But, more importantly, the main problem with Wikipedia is not about error. The problem is more subtle than that, and it’s not something that the Daily Dot is going to cover anytime soon.
Here, for example, is a segment introduced on the Amelia Bedelia Wikipedia page in Spring of 2007, and existing through the end of that year:
The name “Bedelia” is a derivation of the common Irish name Bridget. Irish maids were portrayed as being comically inept in the vaudeville theaters of New England in the late19th century. A popular joke of the period has a maid instructed to “Serve the tomatoes undressed”; she brings the dish to the dining room, wearing only her underclothes, saying, “I won’t take off another stitch- not if I lose my place, Maam”.
In January 2008, that edit disappears.
As far as I can tell, the redaction never is discussed, and the vaudeville connection never returns.

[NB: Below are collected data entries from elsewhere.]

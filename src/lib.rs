//! # plainmark
//!
//! Converts a small Markdown-like dialect to HTML with two ordered rule
//! tables: a block grammar for headings, code, lists, quotes, raw HTML and
//! paragraphs, and an inline grammar for escapes, emphasis, code spans,
//! links, images, inline tags and hard breaks.
//!
//! ```text
//! convert("# Hello")  => "<h1>Hello</h1>\n"
//! convert("- a\n- b") => "<ul>\n<li>a</li>\n<li>b</li>\n</ul>\n"
//! ```
//!
//! ## Layout
//!
//! - [`normalize`]: line endings and tabs
//! - [`engine`]: the generic first-match-wins rule-table parser
//! - [`grammar`]: the block and inline rule tables
//! - [`encode`] and [`squash`]: helpers the rule handlers share
//!
//! Conversion is a pure function. Rule tables are immutable statics, so
//! [`convert`] can be called from any number of threads at once.
//!
//! ## Cost
//!
//! Every rule scans forward from the current position at most to the end of
//! the input, and each application consumes at least one character, so one
//! pass of a grammar is at worst quadratic in the input length. Nested
//! quotes and nested emphasis re-parse their interior once per level, which
//! multiplies that by the nesting depth. Callers handling untrusted input
//! can cap the length with [`Converter::with_max_input_len`].

pub mod converter;
pub mod encode;
pub mod engine;
pub mod error;
pub mod grammar;
pub mod normalize;
pub mod squash;

pub use converter::{convert, ConvertConfig, Converter};
pub use encode::{encode, EncodeMode};
pub use engine::{parse, Rule, RuleMatch};
pub use error::ConvertError;
pub use normalize::normalize;
pub use squash::{squash, wrap_list_items};
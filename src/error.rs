//! Error types

/// Error returned by [`Converter::convert`](crate::Converter::convert).
#[derive(Debug, Clone, PartialEq, Eq, thiserror::Error)]
pub enum ConvertError {
    /// The input is longer than the converter's configured ceiling.
    #[error("input is {len} bytes, limit is {limit}")]
    InputTooLarge { len: usize, limit: usize },
}
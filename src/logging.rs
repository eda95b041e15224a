//! Middleware for logging requests and responses.

use axum::{
    Json,
    body::{Body, Bytes},
    extract::Request,
    http::StatusCode,
    middleware::Next,
    response::{IntoResponse, Response},
};
use serde_json::json;

/// The number of bytes of a request or response body logged at the `info` level.
pub const LOG_BODY_LENGTH_LIMIT: usize = 64;

/// Log the request and response for each request.
///
/// Both the request and response are logged at the `info` level.
/// If the body is longer than [LOG_BODY_LENGTH_LIMIT] bytes, it is
/// truncated and the full body is logged at the `debug` level.
pub async fn logging_middleware(request: Request, next: Next) -> Response {
    let (parts, body) = request.into_parts();
    let body_bytes = match read_body(body).await {
        Ok(bytes) => bytes,
        Err(response) => return response,
    };
    log_request(&parts, &String::from_utf8_lossy(&body_bytes));

    let request = Request::from_parts(parts, Body::from(body_bytes));
    let response = next.run(request).await;

    let (parts, body) = response.into_parts();
    let body_bytes = match read_body(body).await {
        Ok(bytes) => bytes,
        Err(response) => return response,
    };
    log_response(&parts, &String::from_utf8_lossy(&body_bytes));

    Response::from_parts(parts, Body::from(body_bytes))
}

async fn read_body(body: Body) -> Result<Bytes, Response> {
    axum::body::to_bytes(body, usize::MAX).await.map_err(|error| {
        tracing::error!("could not read body: {error}");
        (
            StatusCode::BAD_REQUEST,
            Json(json!({ "detail": "could not read the request body" })),
        )
            .into_response()
    })
}

/// The longest prefix of `text` that fits in [LOG_BODY_LENGTH_LIMIT] bytes
/// without splitting a character.
fn truncate(text: &str) -> Option<&str> {
    if text.len() <= LOG_BODY_LENGTH_LIMIT {
        return None;
    }

    let end = text
        .char_indices()
        .map(|(index, _)| index)
        .take_while(|&index| index <= LOG_BODY_LENGTH_LIMIT)
        .last()
        .unwrap_or(0);

    Some(&text[..end])
}

fn log_request(parts: &axum::http::request::Parts, body: &str) {
    match truncate(body) {
        Some(truncated) => {
            tracing::info!(
                "Received request: {} {}\nbody: {truncated}...",
                parts.method,
                parts.uri
            );
            tracing::debug!("Full request body: {body:?}");
        }
        None => tracing::info!(
            "Received request: {} {}\nbody: {body:?}",
            parts.method,
            parts.uri
        ),
    }
}

fn log_response(parts: &axum::http::response::Parts, body: &str) {
    match truncate(body) {
        Some(truncated) => {
            tracing::info!("Sending response: {}\nbody: {truncated}...", parts.status);
            tracing::debug!("Full response body: {body:?}");
        }
        None => tracing::info!("Sending response: {}\nbody: {body:?}", parts.status),
    }
}
//! Transaction management for the cash flow service.
//!
//! This module contains everything related to transactions:
//! - The `Transaction` model and the JSON shapes it is sent and received as
//! - Validation of client payloads into `NewTransaction`s
//! - Route handlers for creating, listing and retrieving transactions

mod core;
mod create;
mod create_endpoint;
mod get_endpoint;
mod list_endpoint;
mod validation;

pub use core::{NewTransaction, Transaction, TransactionResponse};
pub use create::{create_many, create_one};
pub use create_endpoint::create_transactions_endpoint;
pub use get_endpoint::get_transaction_endpoint;
pub use list_endpoint::list_transactions_endpoint;
pub use validation::{FieldError, FieldValue, TransactionPayload, ValidationError};
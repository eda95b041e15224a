//! The JSON response for unknown routes and missing records.

use axum::{
    Json,
    http::StatusCode,
    response::{IntoResponse, Response},
};
use serde_json::json;

/// A route handler that responds with 404 Not Found, used as the router fallback.
pub async fn get_404_not_found() -> Response {
    get_404_not_found_response()
}

/// A 404 Not Found response with the body `{"detail": "not found"}`.
pub fn get_404_not_found_response() -> Response {
    (
        StatusCode::NOT_FOUND,
        Json(json!({ "detail": "not found" })),
    )
        .into_response()
}
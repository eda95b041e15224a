use axum::{body::Body, response::Response};
use axum_test::TestServer;
use rusqlite::Connection;
use serde_json::Value;

use crate::{
    build_router,
    stores::sqlite::{SQLAppState, create_app_state},
};

/// Get a test server over an empty in-memory database, along with the state
/// it shares so tests can set up and inspect the store directly.
pub(crate) fn get_test_server() -> (SQLAppState, TestServer) {
    let conn = Connection::open_in_memory().expect("Could not open database in memory.");
    let state = create_app_state(conn).expect("Could not create app state.");
    let server =
        TestServer::try_new(build_router(state.clone())).expect("Could not create test server.");

    (state, server)
}

#[track_caller]
pub(crate) fn assert_content_type(response: &Response<Body>, content_type: &str) {
    let content_type_header = response
        .headers()
        .get("content-type")
        .expect("content-type header missing");
    assert_eq!(content_type_header, content_type);
}

pub(crate) async fn read_json_body(response: Response<Body>) -> Value {
    let body = axum::body::to_bytes(response.into_body(), usize::MAX)
        .await
        .expect("Could not read response body");

    serde_json::from_slice(&body).expect("Response body is not JSON")
}
//! Defines the transaction store trait.

use crate::{
    Error, TransactionType,
    transaction::{NewTransaction, Transaction},
};

/// Handles the creation, retrieval and aggregation of transactions.
pub trait TransactionStore {
    /// Create a new transaction in the store.
    ///
    /// Implementers must return [Error::DuplicateReference] if the reference
    /// is already taken.
    fn create(&mut self, transaction: NewTransaction) -> Result<Transaction, Error>;

    /// Create many transactions as a single unit.
    ///
    /// Either every transaction is stored or none are. Implementers must
    /// return [Error::DuplicateReference] if any reference collides with a
    /// stored transaction or with another transaction in `transactions`.
    fn create_many(
        &mut self,
        transactions: Vec<NewTransaction>,
    ) -> Result<Vec<Transaction>, Error>;

    /// Retrieve the transaction with `reference`.
    fn get(&self, reference: &str) -> Result<Transaction, Error>;

    /// Retrieve transactions in the order they were stored, filtered by `query`.
    fn get_query(&self, query: TransactionQuery) -> Result<Vec<Transaction>, Error>;

    /// The number of transactions in the store.
    fn count(&self) -> Result<usize, Error>;

    /// Sum the inflows and outflows of every user.
    fn sum_by_type_per_user(&self) -> Result<Vec<UserTypeTotals>, Error>;

    /// Sum the amounts of `user_email`'s transactions per type and category.
    fn sum_by_category_for_user(&self, user_email: &str) -> Result<Vec<CategoryTotal>, Error>;
}

/// Defines how transactions should be fetched from [TransactionStore::get_query].
#[derive(Debug, Default, Clone, PartialEq, Eq)]
pub struct TransactionQuery {
    /// Only include transactions owned by this user.
    pub user_email: Option<String>,
}

/// The summed inflows and outflows of one user, in minor units.
#[derive(Debug, Clone, PartialEq, Eq)]
pub struct UserTypeTotals {
    /// The user the totals belong to.
    pub user_email: String,
    /// The sum of the user's inflows, zero if there are none.
    pub inflow: i64,
    /// The sum of the user's outflows, zero if there are none.
    pub outflow: i64,
}

/// The summed amount of one category within one transaction type, in minor units.
#[derive(Debug, Clone, PartialEq, Eq)]
pub struct CategoryTotal {
    /// The type shared by the summed transactions.
    pub transaction_type: TransactionType,
    /// The category shared by the summed transactions.
    pub category: String,
    /// The sum of the amounts.
    pub total: i64,
}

Is the beloved Amelia Bedelia a protracted Irish Maid joke? A sanitized relic of a previous age when the Irish weren’t yet considered “white”? That seems a rather important question for a scholarly work. And after reading about the potential vaudeville connection, it’s hard to un-see:
At the same time, that’s a pretty hefty accusation to make on something that is supposed to be the reference page on Amelia Bedelia.
It’s important to note that, unlike uncaught hoaxes, this sort of thing happens on Wikipedia all the time.
And the problem here is not that the Wikipedia community allowed such a paragraph initially, or that it eventually deleted it. People can have honest disagreements about such things.
The problem here is the centralization. Someone removed the edit, no one in the community noticed or defended it, and the information disappeared for good. For all intents and purposes, it vanished from the face of the earth.
So while EJ Dickson runs down the number of places the Cameroon hoax showed up, somewhat harmlessly, in news copy and book reports, it’s more interesting to me to think how many of those people doing web research on Amelia Bedelia may have, in fact, been spared considering some of the more difficult and interesting questions Amelia Bedelia raises.
We need to have authoritative networks to turn to when trying to answer questions. There’s a place for things like Wikipedia, which pushes groups toward consensus. But when those networks are too centralized, or hold a monopoly on truth, minority concerns get lost, deleted, and overuled. Controversy gets papered over. Difficult questions get sanded down smooth. Life gets easier, but at a substantial cost.
This is the issue that federation as an alternative model of networked community is meant to solve, and one of the issues Smallest Federated Wiki is meant to address. I’ve talked about that before here, but the point I want to make in this post is even more basic. In short, we are not living in a 2008 Jay Leno monologue. It’s time to stop pretending that error and overload are the web’s biggest issues, and time to start looking at the vast variety of voices and bodies of knowledge that still have no home on the web, and no easy entry into the discussions that define our culture.
That’s a less amusing story than stoned kids vandalizing Wikipedia pages, but it’s the one that actually matters.